Stored items
○ ○ ○ ○ ○

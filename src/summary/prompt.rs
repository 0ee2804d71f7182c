//! Prompt builder for research-paper summaries.
//!
//! [`PromptBuilder`] constructs the system instruction sent alongside the
//! user-supplied paper text.  The instruction is a fixed prefix plus a
//! per-format suffix selected by [`SummaryFormat`].
//!
//! Format tags arriving over the wire are parsed leniently: an unrecognized
//! tag degrades to the bare prefix with no distinguishing instruction
//! appended, rather than being rejected.

// ---------------------------------------------------------------------------
// Instruction fragments
// ---------------------------------------------------------------------------

/// Common prefix for every summary request.
const PROMPT_PREFIX: &str = "Summarize the following research paper:\n\n";

/// Short abstract-style summary.
const SUFFIX_ABSTRACT: &str = "Provide a concise abstract-style summary.";

/// One-page detailed summary.
const SUFFIX_FULL: &str = "Provide a detailed one-page summary covering key points.";

/// Text-based flowchart of the paper's concepts.
const SUFFIX_FLOWCHART: &str =
    "Create a text-based flowchart showing the main concepts and their relationships.";

// ---------------------------------------------------------------------------
// SummaryFormat
// ---------------------------------------------------------------------------

/// The three recognized summary styles.
///
/// Wire tags are the lowercase variant names (`"abstract"`, `"full"`,
/// `"flowchart"`).  Anything else is not a valid format; see
/// [`SummaryFormat::parse`].
#[derive(Debug, Clone, Copy, PartialEq, Eq)]
pub enum SummaryFormat {
    /// Concise abstract-style summary.
    Abstract,
    /// Detailed one-page summary.
    Full,
    /// Text-based flowchart of concepts and relationships.
    Flowchart,
}

impl SummaryFormat {
    /// Parse a wire tag into a format.  Returns `None` for unrecognized tags
    /// — callers decide whether that means "bare prompt" (the handler) or
    /// "refuse" (nothing does today).
    pub fn parse(tag: &str) -> Option<Self> {
        match tag {
            "abstract" => Some(Self::Abstract),
            "full" => Some(Self::Full),
            "flowchart" => Some(Self::Flowchart),
            _ => None,
        }
    }

    /// The wire tag for this format.
    pub fn tag(&self) -> &'static str {
        match self {
            Self::Abstract => "abstract",
            Self::Full => "full",
            Self::Flowchart => "flowchart",
        }
    }
}

// ---------------------------------------------------------------------------
// PromptBuilder
// ---------------------------------------------------------------------------

/// Builds the system instruction for a summary request.
///
/// # Example
/// ```rust
/// use paper_assistant::summary::{PromptBuilder, SummaryFormat};
///
/// let instruction = PromptBuilder::system_instruction(Some(SummaryFormat::Abstract));
/// assert!(instruction.starts_with("Summarize the following research paper:"));
/// ```
pub struct PromptBuilder;

impl PromptBuilder {
    /// Build the system instruction: fixed prefix + per-format suffix.
    ///
    /// `None` (unrecognized wire tag) yields the bare prefix only.
    pub fn system_instruction(format: Option<SummaryFormat>) -> String {
        let mut prompt = String::with_capacity(128);
        prompt.push_str(PROMPT_PREFIX);
        match format {
            Some(SummaryFormat::Abstract) => prompt.push_str(SUFFIX_ABSTRACT),
            Some(SummaryFormat::Full) => prompt.push_str(SUFFIX_FULL),
            Some(SummaryFormat::Flowchart) => prompt.push_str(SUFFIX_FLOWCHART),
            None => {}
        }
        prompt
    }
}

// ---------------------------------------------------------------------------
// Tests
// ---------------------------------------------------------------------------
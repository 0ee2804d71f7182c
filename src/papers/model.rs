//! Paper record as returned by the external backend.
//!
//! Records are created by the backend's store operation and are read-only
//! from this crate's perspective — never mutated or deleted here.  Fields
//! beyond the basics are optional because backend responses are consumed
//! leniently rather than validated.

use serde::{Deserialize, Serialize};

/// Metadata for a research paper.
#[derive(Debug, Clone, PartialEq, Serialize, Deserialize)]
pub struct Paper {
    /// Opaque identifier assigned by the backend store.
    #[serde(default)]
    pub id: Option<String>,

    /// Paper title.
    pub title: String,

    /// List of author names.
    #[serde(default)]
    pub authors: Vec<String>,

    /// Journal or venue of publication.
    #[serde(default)]
    pub journal: Option<String>,

    /// Year of publication.
    #[serde(default)]
    pub year: Option<i32>,

    /// Abstract text.
    #[serde(rename = "abstract", default)]
    pub abstract_text: Option<String>,

    /// Similarity score (0.0 – 1.0), present only on similarity-search
    /// results.
    #[serde(default, skip_serializing_if = "Option::is_none")]
    pub similarity: Option<f32>,

    /// Citation count, when the backend knows it.
    #[serde(default, skip_serializing_if = "Option::is_none")]
    pub citations: Option<u32>,

    /// Reference count, when the backend knows it.
    #[serde(default, skip_serializing_if = "Option::is_none")]
    pub reference_count: Option<u32>,

    /// Download count, when the backend knows it.
    #[serde(default, skip_serializing_if = "Option::is_none")]
    pub downloads: Option<u32>,
}

impl Paper {
    /// Similarity as a percentage string for display (e.g. `"87.3% match"`),
    /// or `None` when the record carries no score.
    pub fn similarity_label(&self) -> Option<String> {
        self.similarity
            .map(|s| format!("{:.1}% match", (s * 100.0).clamp(0.0, 100.0)))
    }
}
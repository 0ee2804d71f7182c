//! Application settings structs, defaults and TOML persistence.
//!
//! All structs implement `Serialize`, `Deserialize`, `Default` and `Clone`
//! so they can be round-tripped through TOML files and shared across threads.

use anyhow::Result;
use serde::{Deserialize, Serialize};

use super::AppPaths;

// ---------------------------------------------------------------------------
// LlmConfig
// ---------------------------------------------------------------------------

/// Settings for the summary-generation downstream (chat completions API).
#[derive(Debug, Clone, Serialize, Deserialize)]
pub struct LlmConfig {
    /// Base URL of the API endpoint.
    ///
    /// - OpenAI: `https://api.openai.com`
    /// - Any OpenAI-compatible provider works (Groq, vLLM, LM Studio …).
    pub base_url: String,
    /// API key — `None` for local providers that require no authentication.
    ///
    /// The `OPENAI_API_KEY` environment variable, when set, takes precedence
    /// over this field (see [`LlmConfig::resolved_api_key`]).
    pub api_key: Option<String>,
    /// Model identifier sent to the API (e.g. `"gpt-4"`).
    pub model: String,
    /// Sampling temperature (0.0 – 1.0).  Lower = more deterministic.
    pub temperature: f32,
    /// Maximum seconds to wait for a completion before timing out.
    pub timeout_secs: u64,
}

impl Default for LlmConfig {
    fn default() -> Self {
        Self {
            base_url: "https://api.openai.com".into(),
            api_key: None,
            model: "gpt-4".into(),
            temperature: 0.3,
            timeout_secs: 60,
        }
    }
}

impl LlmConfig {
    /// The API key to use for this session: the `OPENAI_API_KEY` environment
    /// variable when present and non-empty, otherwise the configured value.
    pub fn resolved_api_key(&self) -> Option<String> {
        match std::env::var("OPENAI_API_KEY") {
            Ok(key) if !key.is_empty() => Some(key),
            _ => self.api_key.clone(),
        }
    }
}

// ---------------------------------------------------------------------------
// BackendConfig
// ---------------------------------------------------------------------------

/// Settings for the external paper backend (storage + similarity search).
#[derive(Debug, Clone, Serialize, Deserialize)]
pub struct BackendConfig {
    /// Base URL of the paper-processing function.
    pub base_url: String,
    /// Maximum seconds to wait for a backend response.
    pub timeout_secs: u64,
    /// Number of records returned by the recent-papers listing.
    pub recent_limit: usize,
}

impl Default for BackendConfig {
    fn default() -> Self {
        Self {
            base_url: "http://localhost:54321".into(),
            timeout_secs: 30,
            recent_limit: 10,
        }
    }
}

// ---------------------------------------------------------------------------
// SpeechConfig
// ---------------------------------------------------------------------------

/// Settings for the external text-to-speech synthesis function.
#[derive(Debug, Clone, Serialize, Deserialize)]
pub struct SpeechConfig {
    /// Base URL of the speech-synthesis function.
    pub base_url: String,
    /// API key — `None` when the function requires no authentication.
    pub api_key: Option<String>,
    /// Voice selected on startup.  Must be one of the fixed voice catalog
    /// ids (see `speech::VOICES`).
    pub default_voice: String,
    /// Maximum seconds to wait for synthesized audio.
    pub timeout_secs: u64,
}

impl Default for SpeechConfig {
    fn default() -> Self {
        Self {
            base_url: "http://localhost:54321".into(),
            api_key: None,
            default_voice: "EXAVITQu4vr4xnSDxMaL".into(),
            timeout_secs: 30,
        }
    }
}

// ---------------------------------------------------------------------------
// ServerConfig
// ---------------------------------------------------------------------------

/// Settings for the local HTTP server.
#[derive(Debug, Clone, Serialize, Deserialize)]
pub struct ServerConfig {
    /// Address to bind (e.g. `"127.0.0.1"`).
    pub host: String,
    /// TCP port to listen on.
    pub port: u16,
}

impl Default for ServerConfig {
    fn default() -> Self {
        Self {
            host: "127.0.0.1".into(),
            port: 8780,
        }
    }
}

// ---------------------------------------------------------------------------
// AppConfig  (top-level)
// ---------------------------------------------------------------------------

/// Top-level application configuration, serialised as `settings.toml`.
///
/// # Persistence
///
/// ```rust,no_run
/// use paper_assistant::config::AppConfig;
///
/// // Load (returns Default when file is missing)
/// let config = AppConfig::load().unwrap();
///
/// // Modify and save
/// // config.save().unwrap();
/// ```
#[derive(Debug, Clone, Default, Serialize, Deserialize)]
pub struct AppConfig {
    /// Summary-generation downstream settings.
    pub llm: LlmConfig,
    /// Paper backend settings.
    pub backend: BackendConfig,
    /// Speech-synthesis settings.
    pub speech: SpeechConfig,
    /// HTTP server settings.
    pub server: ServerConfig,
}

impl AppConfig {
    /// Load configuration from the platform-appropriate `settings.toml`.
    ///
    /// Returns `Ok(AppConfig::default())` when the file does not exist yet
    /// (first-run scenario) so callers never need to special-case a missing
    /// file.
    pub fn load() -> Result<Self> {
        Self::load_from(&AppPaths::new().settings_file)
    }

    /// Load from an explicit path (useful for tests).
    pub fn load_from(path: &std::path::Path) -> Result<Self> {
        if !path.exists() {
            return Ok(Self::default());
        }
        let content = std::fs::read_to_string(path)?;
        let config: Self = toml::from_str(&content)?;
        Ok(config)
    }

    /// Save configuration to the platform-appropriate `settings.toml`,
    /// creating parent directories as needed.
    pub fn save(&self) -> Result<()> {
        self.save_to(&AppPaths::new().settings_file)
    }

    /// Save to an explicit path (useful for tests).
    pub fn save_to(&self, path: &std::path::Path) -> Result<()> {
        if let Some(parent) = path.parent() {
            std::fs::create_dir_all(parent)?;
        }
        let content = toml::to_string_pretty(self)?;
        std::fs::write(path, content)?;
        Ok(())
    }
}

// ---------------------------------------------------------------------------
// Tests
// ---------------------------------------------------------------------------
//! Research-paper assistant.
//!
//! Callers submit paper text; the assistant stores it in an external paper
//! backend, finds similar papers, generates AI summaries in selectable
//! formats via an external chat-completions API, and converts text to speech
//! via an external synthesis function.
//!
//! # Modules
//!
//! * [`config`] — settings structs, TOML persistence, platform paths.
//! * [`summary`] — prompt templates and the chat-completions client.
//! * [`papers`] — paper records and the backend store client.
//! * [`speech`] — voice catalog, synthesis client and local playback.
//! * [`orchestrator`] — sequences the user-triggered flows and holds the
//!   transient session state.
//! * [`server`] — the HTTP surface (summary handler + thin app API).

pub mod config;
pub mod orchestrator;
pub mod papers;
pub mod server;
pub mod speech;
pub mod summary;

○ ○ ○ ○ ○

What the task requires: Scan the data for the string "identifier" and copy each line in which it occurs.

Your solution:
    /// Opaque identifier assigned by the backend store.
    /// Model identifier sent to the API (e.g. `"gpt-4"`).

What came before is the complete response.